A tall strapping professor of ethics listened. Already moved by visits to other institutions warehousing “idiots” and the unseemly, the question changed the direction of his life. Mindful of Jesus’s practical care for the poor, he bought a small house at the edge of a nearby forest and with his new friends set up housekeeping—a messy undertaking but one persevered in.

Daily, often humdrum, interacting dissolved barriers of fear and the customary manner of doing things, opened new inroads into the comic that they shared, and actualized the bedrock of their graced humanness: joy, love, tears, and freedom. From this experience evolved L’Arche (French word for The Ark—like Noah’s), and a quiet revolution was born.

After five decades, such radical care for the unlovely still inflames the psyche of its founder, Jean Vanier, now eight-eight years old. Others of like mind have entered into this movement and following prayerful discernment, developed other group homes in France and around the world. Today, L’Arche has over five thousand members who live in one hundred and fifty-one communities that are spread over five continents. Three of these communities are in St. Louis, Missouri.

This moving story has been captured in Randall Wright’s documentary, Summer in the Forest (2018) and can be seen at the Tivoli Theater in St. Louis, Missouri—another must see.

 

“The only thing I can’t … teach is whether a musician can get through to his guts.

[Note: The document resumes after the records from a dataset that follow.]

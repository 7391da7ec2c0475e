//! Memory extraction: where every dynamic position lives in a template tree.
//!
//! A [`Memory`] is the typed, path-addressed record of one slot. Memories are
//! extracted once per skeleton by a pre-order walk and shared read-only by
//! every instance, so `memories[i]` always pairs with `values[i]`.
//!
//! # Attribute templates
//!
//! An attribute value with markers is split into sub-parts (by `;` for
//! `style`, by whitespace otherwise). Each marker occurrence becomes one
//! Memory pointing at the shared [`AttrTemplate`] of its attribute, so an
//! attribute like `class="btn ${size} ${variant}"` yields two Memories that
//! splice into the same template.

use std::sync::Arc;

use compact_str::CompactString;
use smallvec::SmallVec;

use crate::marker::Markers;
use crate::node::{Fragment, Node};

/// Child-index route from the template root; `path[0]` indexes the
/// fragment's top-level children.
pub type Path = SmallVec<[u32; 8]>;

/// What kind of position a Memory addresses.
#[derive(Debug, Clone, Copy, PartialEq, Eq, Hash)]
pub enum MemoryKind {
    /// A child position anchored by a placeholder comment (or a raw-text node)
    Node,
    /// A slot inside an attribute value
    Attribute,
    /// An `on*` attribute bound to a handler
    Event,
}

/// One dynamic position.
#[derive(Debug, Clone, PartialEq, Eq)]
pub struct Memory {
    pub kind: MemoryKind,
    /// Route to the element (attribute/event) or node (node positions)
    pub path: Path,
    /// Index of this marker among those in the same comment, or among the
    /// slots of the same attribute
    pub occurrence: u32,
    /// Node position inside a raw-text element; only text can go here
    pub text_only: bool,
    /// Attribute details for attribute and event memories
    pub attribute: Option<AttributeSite>,
}

impl Memory {
    pub fn attribute_name(&self) -> Option<&str> {
        self.attribute.as_ref().map(|a| a.name.as_str())
    }

    pub fn is_event(&self) -> bool {
        self.kind == MemoryKind::Event
    }

    pub fn targets_component(&self) -> bool {
        self.attribute.as_ref().is_some_and(|a| a.targets_component)
    }
}

/// Attribute details of an attribute or event memory.
#[derive(Debug, Clone, PartialEq, Eq)]
pub struct AttributeSite {
    /// Attribute name as written (lowercase)
    pub name: CompactString,
    /// Template shared by every memory of this attribute
    pub template: Arc<AttrTemplate>,
    /// Sub-part this slot lives in
    pub part: u32,
    /// Owning element's tag contains `-`
    pub targets_component: bool,
}

// =============================================================================
// AttrTemplate
// =============================================================================

/// One sub-part of an attribute value.
///
/// `statics` has one more entry than the part has slots: rendering
/// interleaves them with slot values.
#[derive(Debug, Clone, PartialEq, Eq)]
pub struct AttrPart {
    pub statics: SmallVec<[CompactString; 2]>,
}

impl AttrPart {
    pub fn slot_count(&self) -> usize {
        self.statics.len() - 1
    }

    pub fn is_dynamic(&self) -> bool {
        self.statics.len() > 1
    }
}

/// Decomposed attribute value.
#[derive(Debug, Clone, PartialEq, Eq)]
pub struct AttrTemplate {
    pub parts: Vec<AttrPart>,
    /// `;` for `style`, a space otherwise
    pub separator: char,
}

impl AttrTemplate {
    /// Split a marker-annotated value into parts.
    pub fn parse(name: &str, value: &str) -> Self {
        let marker = Markers::get().attr();
        let separator = if name == "style" { ';' } else { ' ' };

        let raw_parts: Vec<&str> = if separator == ';' {
            value.split(';').map(str::trim).filter(|p| !p.is_empty()).collect()
        } else {
            value.split_whitespace().collect()
        };

        let parts = raw_parts
            .into_iter()
            .map(|part| AttrPart { statics: part.split(marker).map(CompactString::from).collect() })
            .collect();

        Self { parts, separator }
    }

    /// Total slots across all parts.
    pub fn slot_count(&self) -> usize {
        self.parts.iter().map(AttrPart::slot_count).sum()
    }

    /// The whole value is exactly one marker.
    pub fn is_single_marker(&self) -> bool {
        matches!(self.parts.as_slice(), [part] if part.statics.len() == 2 && part.statics.iter().all(|s| s.is_empty()))
    }

    /// Splice slot values into the template.
    ///
    /// `values` are indexed by slot order across parts. A dynamic part whose
    /// slots are all empty is dropped.
    pub fn render(&self, values: &[CompactString]) -> String {
        let mut out = String::new();
        let mut slot = 0;
        for part in &self.parts {
            let slots = &values[slot.min(values.len())..(slot + part.slot_count()).min(values.len())];
            slot += part.slot_count();
            if part.is_dynamic() && slots.iter().all(|v| v.is_empty()) {
                continue;
            }
            if !out.is_empty() {
                out.push(self.separator);
            }
            for (i, static_text) in part.statics.iter().enumerate() {
                out.push_str(static_text);
                if let Some(v) = slots.get(i).filter(|_| i < part.slot_count()) {
                    out.push_str(v);
                }
            }
        }
        out
    }
}

// =============================================================================
// Extraction
// =============================================================================

/// Extract memories from a template tree in pre-order.
pub fn extract(fragment: &Fragment) -> Vec<Memory> {
    let mut out = Vec::new();
    let mut path = Path::new();
    walk(&fragment.children, &mut path, &mut out);
    out
}

fn walk(nodes: &[Node], path: &mut Path, out: &mut Vec<Memory>) {
    let markers = Markers::get();

    for (i, node) in nodes.iter().enumerate() {
        path.push(i as u32);
        match node {
            Node::Element(elem) => {
                for (name, value) in &elem.attrs {
                    if markers.count_attr(value) == 0 {
                        continue;
                    }
                    let template = Arc::new(AttrTemplate::parse(name, value));
                    let kind = if name.starts_with("on") { MemoryKind::Event } else { MemoryKind::Attribute };
                    let mut occurrence = 0;
                    for (part_index, part) in template.parts.iter().enumerate() {
                        for _ in 0..part.slot_count() {
                            out.push(Memory {
                                kind,
                                path: path.clone(),
                                occurrence,
                                text_only: false,
                                attribute: Some(AttributeSite {
                                    name: name.clone(),
                                    template: Arc::clone(&template),
                                    part: part_index as u32,
                                    targets_component: elem.is_component(),
                                }),
                            });
                            occurrence += 1;
                        }
                    }
                }
                walk(&elem.children, path, out);
            }
            Node::Comment(content) => {
                for occurrence in 0..markers.count_node(content) as u32 {
                    out.push(Memory { kind: MemoryKind::Node, path: path.clone(), occurrence, text_only: false, attribute: None });
                }
            }
            Node::Text(text) => {
                if text.content == markers.placeholder() {
                    out.push(Memory { kind: MemoryKind::Node, path: path.clone(), occurrence: 0, text_only: true, attribute: None });
                }
            }
        }
        path.pop();
    }
}

#[cfg(test)]
mod tests {
    use super::*;
    use crate::compiler::{compile, CompileOptions};
    use crate::parse::parse;

    fn memories_of(fragments: &[&str]) -> Vec<Memory> {
        let compiled = compile(fragments, &CompileOptions::default()).unwrap();
        extract(&parse(&compiled.markup))
    }

    #[test]
    fn test_class_slot_is_attribute_memory() {
        let mems = memories_of(&["<div class=\"", "\"></div>"]);
        assert_eq!(mems.len(), 1);
        assert_eq!(mems[0].kind, MemoryKind::Attribute);
        assert_eq!(mems[0].attribute_name(), Some("class"));
        assert_eq!(mems[0].path.as_slice(), &[0]);
    }

    #[test]
    fn test_text_slot_is_node_memory() {
        let mems = memories_of(&["<p>", "</p>"]);
        assert_eq!(mems.len(), 1);
        assert_eq!(mems[0].kind, MemoryKind::Node);
        assert_eq!(mems[0].path.as_slice(), &[0, 0]);
        assert!(!mems[0].text_only);
    }

    #[test]
    fn test_preorder_matches_slot_order() {
        let mems = memories_of(&["<a href=\"", "\" onclick=", ">", "</a><b>", "</b>"]);
        let kinds: Vec<_> = mems.iter().map(|m| m.kind).collect();
        assert_eq!(kinds, [MemoryKind::Attribute, MemoryKind::Event, MemoryKind::Node, MemoryKind::Node]);
        assert!(mems[1].is_event());
        assert_eq!(mems[3].path.as_slice(), &[1, 0]);
    }

    #[test]
    fn test_multi_slot_attribute_shares_template() {
        let mems = memories_of(&["<i class=\"btn ", " x-", "\" style=\"color: ", "; margin: 0\"></i>"]);
        assert_eq!(mems.len(), 3);
        let class = mems[0].attribute.as_ref().unwrap();
        assert!(Arc::ptr_eq(&class.template, &mems[1].attribute.as_ref().unwrap().template));
        assert_eq!(class.template.parts.len(), 3);
        assert_eq!((mems[0].occurrence, mems[1].occurrence), (0, 1));
        assert_eq!(mems[1].attribute.as_ref().unwrap().part, 2);

        let style = &mems[2].attribute.as_ref().unwrap().template;
        assert_eq!(style.separator, ';');
        assert_eq!(style.parts.len(), 2);
    }

    #[test]
    fn test_component_target_and_raw_text() {
        let mems = memories_of(&["<user-card name=", "></user-card><textarea>", "</textarea>"]);
        assert!(mems[0].targets_component());
        assert!(mems[1].text_only);
        assert_eq!(mems[1].path.as_slice(), &[1, 0]);
    }

    #[test]
    fn test_comment_occurrences_merge() {
        let mems = memories_of(&["<!--", "", "-->"]);
        assert_eq!(mems.len(), 2);
        assert_eq!(mems[0].path, mems[1].path);
        assert_eq!((mems[0].occurrence, mems[1].occurrence), (0, 1));
    }

    #[test]
    fn test_independent_clones_extract_identically() {
        let compiled = compile(&["<ul class=\"", "\">", "<li>", "</li></ul>"], &CompileOptions::default()).unwrap();
        let tree = parse(&compiled.markup);
        let a = extract(&tree.clone());
        let b = extract(&tree.clone());
        let shape = |m: &[Memory]| m.iter().map(|m| (m.kind, m.path.clone())).collect::<Vec<_>>();
        assert_eq!(shape(&a), shape(&b));
    }

    #[test]
    fn test_attr_template_render() {
        let m = Markers::get().attr();
        let t = AttrTemplate::parse("class", &format!("btn {m} x-{m}"));
        assert_eq!(t.slot_count(), 2);
        assert!(!t.is_single_marker());
        assert_eq!(t.render(&["big".into(), "red".into()]), "btn big x-red");
        // Empty dynamic parts are dropped
        assert_eq!(t.render(&["".into(), "red".into()]), "btn x-red");
        assert_eq!(t.render(&["".into(), "".into()]), "btn");

        let single = AttrTemplate::parse("disabled", m);
        assert!(single.is_single_marker());

        let style = AttrTemplate::parse("style", &format!("color: {m}; margin: 0"));
        assert_eq!(style.render(&["red".into()]), "color: red;margin: 0");
    }
}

They have to find that themselves, and some of them never do.” So says the seventy-two year-old-world-renowned violinist, Itzhak Perlman, the subject of Chernick Alison’s documentary (2018). Such discoveries usually occur in the wake of intense suffering.

I suggest that Itzhak’s came to him during his formative years. His Polish parents fled their country in advance of Hitler’s ghettoization. Their purchase of a toy violin at a Tel Aviv thrift shop for their three-and-a-half-year only son, too small to hold a real one, evidenced their hardscrabble existence. And six months later, their shock as they dealt with Itzhak’s polio-ravaged body.

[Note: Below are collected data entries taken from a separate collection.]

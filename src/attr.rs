//! Attribute storage for template and live elements
//!
//! Attributes are kept as an ordered list of name/value pairs. Order matters:
//! memories are extracted in source order, so the list must never be sorted.

use compact_str::CompactString;
use smallvec::SmallVec;

/// Element attributes as ordered key-value pairs
pub type Attrs = SmallVec<[(CompactString, CompactString); 4]>;

/// Extension trait for attribute operations on Attrs
pub trait AttrsExt {
    /// Get an attribute value by name
    fn get_attr(&self, name: &str) -> Option<&str>;

    /// Check if an attribute exists
    fn has_attr(&self, name: &str) -> bool;

    /// Set an attribute value (insert or update in place)
    fn set_attr(&mut self, name: impl Into<CompactString>, value: impl Into<CompactString>);

    /// Remove an attribute by name, returning the old value if present
    fn remove_attr(&mut self, name: &str) -> Option<CompactString>;
}

impl AttrsExt for Attrs {
    fn get_attr(&self, name: &str) -> Option<&str> {
        self.iter()
            .find(|(k, _)| k == name)
            .map(|(_, v)| v.as_str())
    }

    fn has_attr(&self, name: &str) -> bool {
        self.iter().any(|(k, _)| k == name)
    }

    fn set_attr(&mut self, name: impl Into<CompactString>, value: impl Into<CompactString>) {
        let name = name.into();
        let value = value.into();
        if let Some(attr) = self.iter_mut().find(|(k, _)| *k == name) {
            attr.1 = value;
        } else {
            self.push((name, value));
        }
    }

    fn remove_attr(&mut self, name: &str) -> Option<CompactString> {
        self.iter()
            .position(|(k, _)| k == name)
            .map(|pos| self.remove(pos).1)
    }
}

/// Attributes that follow presence/absence semantics rather than string values.
pub fn is_boolean_attr(name: &str) -> bool {
    matches!(
        name,
        "allowfullscreen"
            | "async"
            | "autofocus"
            | "autoplay"
            | "checked"
            | "controls"
            | "default"
            | "defer"
            | "disabled"
            | "hidden"
            | "inert"
            | "ismap"
            | "loop"
            | "multiple"
            | "muted"
            | "nomodule"
            | "novalidate"
            | "open"
            | "readonly"
            | "required"
            | "reversed"
            | "selected"
    )
}

// =============================================================================
// Tests
// =============================================================================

Multi-faceted interventions followed: medications and special diets to restore what was left of Itzhak’s health, passive range of motion exercises for his paralyzed legs, constant adjustment of his shoes and the heavy leg braces and crutches to accommodate his growth. When thirteen, his prodigious talent brought him and his parents to Manhattan where he began his studies at the Julliard School of Music—again, leaving behind everything familiar.

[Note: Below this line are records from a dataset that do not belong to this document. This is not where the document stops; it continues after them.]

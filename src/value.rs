//! Dynamic values: the closed set of things a slot can hold.
//!
//! The kind of a value is decided when it is authored, not sniffed at commit
//! time:
//!
//! | Variant      | Compared by                  | Allowed at            |
//! |--------------|------------------------------|-----------------------|
//! | `Primitive`  | value equality               | node, attribute       |
//! | `Handler`    | source text                  | event                 |
//! | `KeyedList`  | key sequence                 | node                  |
//! | `Template`   | reference identity           | node                  |
//! | `Structural` | reference identity           | node (objects), attr  |

use std::fmt;
use std::sync::Arc;

use compact_str::{CompactString, ToCompactString};
use rustc_hash::FxHashSet;

use crate::algo::fragment_signature;

// =============================================================================
// Primitive
// =============================================================================

/// Scalar slot value.
#[derive(Debug, Clone, PartialEq, Default)]
pub enum Primitive {
    /// Absent value; clears node positions and removes single-slot attributes
    #[default]
    Null,
    Bool(bool),
    Number(f64),
    Text(CompactString),
}

impl Primitive {
    /// Create a text primitive.
    pub fn text(s: impl Into<CompactString>) -> Self {
        Self::Text(s.into())
    }

    /// Whether this is `Null`.
    pub fn is_null(&self) -> bool {
        matches!(self, Self::Null)
    }

    /// Text rendering used for text nodes and attribute splicing.
    ///
    /// `Null` renders empty; integral numbers render without a fraction.
    pub fn to_text(&self) -> CompactString {
        match self {
            Self::Null => CompactString::default(),
            Self::Bool(b) => if *b { "true" } else { "false" }.into(),
            Self::Number(n) if n.is_finite() && n.fract() == 0.0 && n.abs() < 1e15 => {
                (*n as i64).to_compact_string()
            }
            Self::Number(n) => n.to_compact_string(),
            Self::Text(s) => s.clone(),
        }
    }
}

impl From<&str> for Primitive {
    fn from(s: &str) -> Self {
        Self::Text(s.into())
    }
}

impl From<String> for Primitive {
    fn from(s: String) -> Self {
        Self::Text(s.into())
    }
}

impl From<CompactString> for Primitive {
    fn from(s: CompactString) -> Self {
        Self::Text(s)
    }
}

impl From<bool> for Primitive {
    fn from(b: bool) -> Self {
        Self::Bool(b)
    }
}

impl From<f64> for Primitive {
    fn from(n: f64) -> Self {
        Self::Number(n)
    }
}

macro_rules! primitive_from_int {
    ($($ty:ty),*) => {
        $(
            impl From<$ty> for Primitive {
                fn from(n: $ty) -> Self {
                    Self::Number(n as f64)
                }
            }
        )*
    };
}

primitive_from_int!(i32, i64, u32, u64, usize);

// =============================================================================
// Handler
// =============================================================================

/// Event delivered to a bound handler.
#[derive(Debug, Clone, PartialEq)]
pub struct Event {
    /// Event name without the `on` prefix (e.g. `click`)
    pub name: CompactString,
    /// Optional payload
    pub detail: Primitive,
}

impl Event {
    /// Create an event with no payload.
    pub fn new(name: impl Into<CompactString>) -> Self {
        Self { name: name.into(), detail: Primitive::Null }
    }
}

type Callback = dyn Fn(&Event) + Send + Sync;

/// Event handler with the source text it was written as.
///
/// Handlers are usually re-created every render, so two handlers are
/// considered the same when their source text matches. Build them with the
/// [`handler!`](crate::handler) macro to capture the text automatically.
#[derive(Clone)]
pub struct Handler {
    source: Arc<str>,
    callback: Arc<Callback>,
}

impl Handler {
    /// Create a handler from its source text and callback.
    pub fn new<F>(source: impl Into<Arc<str>>, callback: F) -> Self
    where
        F: Fn(&Event) + Send + Sync + 'static,
    {
        Self { source: source.into(), callback: Arc::new(callback) }
    }

    /// Source text used for comparison.
    pub fn source(&self) -> &str {
        &self.source
    }

    /// Whether both handlers were written the same way.
    pub fn same_source(&self, other: &Handler) -> bool {
        self.source == other.source
    }

    /// Invoke the callback.
    pub fn call(&self, event: &Event) {
        (self.callback)(event);
    }
}

impl PartialEq for Handler {
    fn eq(&self, other: &Self) -> bool {
        self.same_source(other)
    }
}

impl fmt::Debug for Handler {
    fn fmt(&self, f: &mut fmt::Formatter<'_>) -> fmt::Result {
        f.debug_struct("Handler").field("source", &self.source).finish_non_exhaustive()
    }
}

// =============================================================================
// KeyedList
// =============================================================================

/// How a list is reconciled against live children.
#[derive(Debug, Clone, Copy, PartialEq, Eq, Default)]
pub enum ListStrategy {
    /// Key-set difference; pure reorders are not applied
    #[default]
    Keyed,
    /// Shortest edit script over the key sequence; reorders are applied
    Ordered,
}

/// Ordered items with a caller-supplied key per item.
///
/// This is the only way to render a list at a node position.
#[derive(Debug, Clone, PartialEq, Default)]
pub struct KeyedList {
    keys: Vec<CompactString>,
    items: Vec<DynamicValue>,
    strategy: ListStrategy,
}

impl KeyedList {
    /// Build a keyed list: `key_fn` derives each key, `map_fn` renders each item.
    pub fn new<T, K, V>(
        items: impl IntoIterator<Item = T>,
        key_fn: impl FnMut(&T) -> K,
        map_fn: impl FnMut(T) -> V,
    ) -> Self
    where
        K: Into<CompactString>,
        V: Into<DynamicValue>,
    {
        Self::build(items, key_fn, map_fn, ListStrategy::Keyed)
    }

    /// Build a list reconciled by shortest edit script, which also applies
    /// reorders. Keys act as comparison tokens and need not be unique.
    pub fn ordered<T, K, V>(
        items: impl IntoIterator<Item = T>,
        key_fn: impl FnMut(&T) -> K,
        map_fn: impl FnMut(T) -> V,
    ) -> Self
    where
        K: Into<CompactString>,
        V: Into<DynamicValue>,
    {
        Self::build(items, key_fn, map_fn, ListStrategy::Ordered)
    }

    fn build<T, K, V>(
        items: impl IntoIterator<Item = T>,
        mut key_fn: impl FnMut(&T) -> K,
        mut map_fn: impl FnMut(T) -> V,
        strategy: ListStrategy,
    ) -> Self
    where
        K: Into<CompactString>,
        V: Into<DynamicValue>,
    {
        let (keys, items) = items
            .into_iter()
            .map(|item| (key_fn(&item).into(), map_fn(item).into()))
            .unzip();
        Self { keys, items, strategy }
    }

    /// Keys in item order.
    pub fn keys(&self) -> &[CompactString] {
        &self.keys
    }

    /// Mapped items in key order.
    pub fn items(&self) -> &[DynamicValue] {
        &self.items
    }

    pub fn strategy(&self) -> ListStrategy {
        self.strategy
    }

    pub fn len(&self) -> usize {
        self.keys.len()
    }

    pub fn is_empty(&self) -> bool {
        self.keys.is_empty()
    }

    /// Whether both lists carry the same key sequence.
    pub fn same_keys(&self, other: &KeyedList) -> bool {
        self.keys == other.keys
    }

    /// Keys that occur more than once.
    pub fn duplicate_keys(&self) -> Vec<&str> {
        let mut seen = FxHashSet::default();
        self.keys
            .iter()
            .filter(|k| !seen.insert(k.as_str()))
            .map(|k| k.as_str())
            .collect()
    }
}

// =============================================================================
// TemplateResult
// =============================================================================

/// Fragments plus the values for one render.
///
/// Cloning is cheap; clones share fragments and values and compare identical.
#[derive(Debug, Clone)]
pub struct TemplateResult {
    fragments: Arc<[CompactString]>,
    values: Arc<[DynamicValue]>,
    signature: u64,
    key: Option<CompactString>,
}

impl TemplateResult {
    /// Create a template result. `fragments.len()` must be `values.len() + 1`;
    /// the mismatch surfaces as a compile or length error when rendered.
    pub fn new<S: Into<CompactString>>(
        fragments: impl IntoIterator<Item = S>,
        values: Vec<DynamicValue>,
    ) -> Self {
        let fragments: Arc<[CompactString]> = fragments.into_iter().map(Into::into).collect();
        let signature = fragment_signature(&fragments);
        Self { fragments, values: values.into(), signature, key: None }
    }

    /// Register the skeleton under an explicit key instead of its signature.
    pub fn with_key(mut self, key: impl Into<CompactString>) -> Self {
        self.key = Some(key.into());
        self
    }

    pub fn fragments(&self) -> &[CompactString] {
        &self.fragments
    }

    pub fn values(&self) -> &[DynamicValue] {
        &self.values
    }

    /// Content signature of the fragments.
    pub fn signature(&self) -> u64 {
        self.signature
    }

    /// Explicit registry key, if any.
    pub fn key(&self) -> Option<&str> {
        self.key.as_deref()
    }

    /// Reference identity: true only for clones of the same result.
    pub fn same_instance(&self, other: &TemplateResult) -> bool {
        Arc::ptr_eq(&self.values, &other.values) && Arc::ptr_eq(&self.fragments, &other.fragments)
    }
}

impl PartialEq for TemplateResult {
    fn eq(&self, other: &Self) -> bool {
        self.signature == other.signature
            && self.key == other.key
            && self.fragments == other.fragments
            && self.values == other.values
    }
}

/// Author a template result from fragments and values.
pub fn template<S: Into<CompactString>>(
    fragments: impl IntoIterator<Item = S>,
    values: Vec<DynamicValue>,
) -> TemplateResult {
    TemplateResult::new(fragments, values)
}

// =============================================================================
// DynamicValue
// =============================================================================

/// A value bound to one memory.
#[derive(Debug, Clone, PartialEq)]
pub enum DynamicValue {
    Primitive(Primitive),
    Handler(Handler),
    KeyedList(KeyedList),
    Template(TemplateResult),
    /// Composite data; objects render as JSON, arrays are refused at node
    /// positions
    Structural(Arc<serde_json::Value>),
}

impl DynamicValue {
    impl_enum_accessors!(
        primitive => Primitive(Primitive),
        handler => Handler(Handler),
        keyed_list => KeyedList(KeyedList),
        template => Template(TemplateResult),
        structural => Structural(Arc<serde_json::Value>),
    );

    /// The null primitive.
    pub const NULL: DynamicValue = DynamicValue::Primitive(Primitive::Null);

    /// Wrap composite data.
    pub fn structural(value: serde_json::Value) -> Self {
        Self::Structural(Arc::new(value))
    }

    /// Whether this is the null primitive.
    pub fn is_null(&self) -> bool {
        matches!(self, Self::Primitive(Primitive::Null))
    }

    /// Whether this is a raw ordered sequence (not wrapped as a keyed list).
    pub fn is_raw_sequence(&self) -> bool {
        matches!(self, Self::Structural(v) if v.is_array())
    }

    /// Short kind name for diagnostics.
    pub fn kind_name(&self) -> &'static str {
        match self {
            Self::Primitive(_) => "primitive",
            Self::Handler(_) => "handler",
            Self::KeyedList(_) => "keyed list",
            Self::Template(_) => "template",
            Self::Structural(v) if v.is_array() => "sequence",
            Self::Structural(_) => "object",
        }
    }
}

impl Default for DynamicValue {
    fn default() -> Self {
        Self::NULL
    }
}

impl From<Primitive> for DynamicValue {
    fn from(p: Primitive) -> Self {
        Self::Primitive(p)
    }
}

macro_rules! value_from_primitive {
    ($($ty:ty),*) => {
        $(
            impl From<$ty> for DynamicValue {
                fn from(value: $ty) -> Self {
                    Self::Primitive(value.into())
                }
            }
        )*
    };
}

value_from_primitive!(&str, String, CompactString, bool, f64, i32, i64, u32, u64, usize);

impl<T: Into<DynamicValue>> From<Option<T>> for DynamicValue {
    fn from(value: Option<T>) -> Self {
        value.map_or(Self::NULL, Into::into)
    }
}

impl From<Handler> for DynamicValue {
    fn from(h: Handler) -> Self {
        Self::Handler(h)
    }
}

impl From<KeyedList> for DynamicValue {
    fn from(list: KeyedList) -> Self {
        Self::KeyedList(list)
    }
}

impl From<TemplateResult> for DynamicValue {
    fn from(t: TemplateResult) -> Self {
        Self::Template(t)
    }
}

impl From<serde_json::Value> for DynamicValue {
    fn from(v: serde_json::Value) -> Self {
        Self::structural(v)
    }
}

More studies solidified Itzhak’s violin playing with his gut, the sacred core of his being. Always listening, he still approaches each note with reverence, as if taking direction as to when to enter it, how long to stay, and when to leave it behind. His facial expression reflects this passionate embrace. Such playing informs Itzhak’s uniqueness and still crowds concert halls around the world.

Alison’s short documentary, Itzhak, offers clues to Itzhak’s genius—A must see.